A companhia aérea nacional Royal Air Maroc transporta imigrantes para Rabat, Casablanca e outras cidades, e depois Marrocos usa-os para chantagear, acusa Mih, que elege a transportadora
como “primeiro ator da imigração ilegal [irregular]”. “Chamamos-lhe Aero Patera”, diz, sendo que patera é, em espanhol, um barco improvisado e, neste contexto, uma alusão
às embarcações sem condições de segurança em que muitos migrantes viajam, acabando frequentemente por ser detidos ou morrer.

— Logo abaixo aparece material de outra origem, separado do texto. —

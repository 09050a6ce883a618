use tokio::signal;
use tracing::info;

use super::CliContext;
use feedflow::app::{App, AppError};

async fn shutdown_signal() {
    let ctrl_c = async {
        if let Err(e) = signal::ctrl_c().await {
            tracing::error!(error = %e, "cannot listen for ctrl-c");
            std::future::pending::<()>().await;
        }
    };

    #[cfg(unix)]
    let terminate = async {
        match signal::unix::signal(signal::unix::SignalKind::terminate()) {
            Ok(mut s) => {
                s.recv().await;
            }
            Err(_) => std::future::pending::<()>().await,
        }
    };

    #[cfg(not(unix))]
    let terminate = std::future::pending::<()>();

    tokio::select! {
        _ = ctrl_c => {},
        _ = terminate => {},
    }
}

pub async fn execute(context: &CliContext) -> Result<(), AppError> {
    info!(config = %context.config_path.display(), "feedflow starting");
    let app = App::bootstrap(context.app.clone(), &context.registry).await?;

    info!("feedflow running; press Ctrl-C to exit");
    shutdown_signal().await;

    info!("feedflow shutting down");
    app.shutdown().await;
    Ok(())
}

Em troca da cooperação fronteiriça com Marrocos, Espanha apoiou em 2022 um plano de autonomia limitada para o Sara Ocidental. Não foi o único país
a protagonizar um volteface. Dois anos antes, os Estados Unidos, ainda sob a administração de Donald Trump, já haviam reconhecido a soberania de Marrocos sobre o território como contrapartida pela
normalização das relações diplomáticas de Rabat com Israel. Os países do Golfo também apoiaram a reivindicação marroquina sobre uma região rica em fosfatos
com investimentos em infraestruturas e energia.
“Espanha tem responsabilidade histórica, jurídica, moral e política com o povo do Sara Ocidental. Para as Nações Unidas, até hoje, Espanha é
a potência administradora do território”, insiste o representante da Frente Polisário. Segundo Mih, “o que aconteceu em 2022 foi surpreendente, porque não foi uma decisão tomada
no Conselho de Ministros e não foi discutida nas Cortes [Parlamento] nem com as forças políticas”. E os espanhóis souberam que o seu país passaria a considerar “a proposta de
autonomia como a mais realista” através de uma carta publicada pelo Palácio Real de Marrocos, lamenta.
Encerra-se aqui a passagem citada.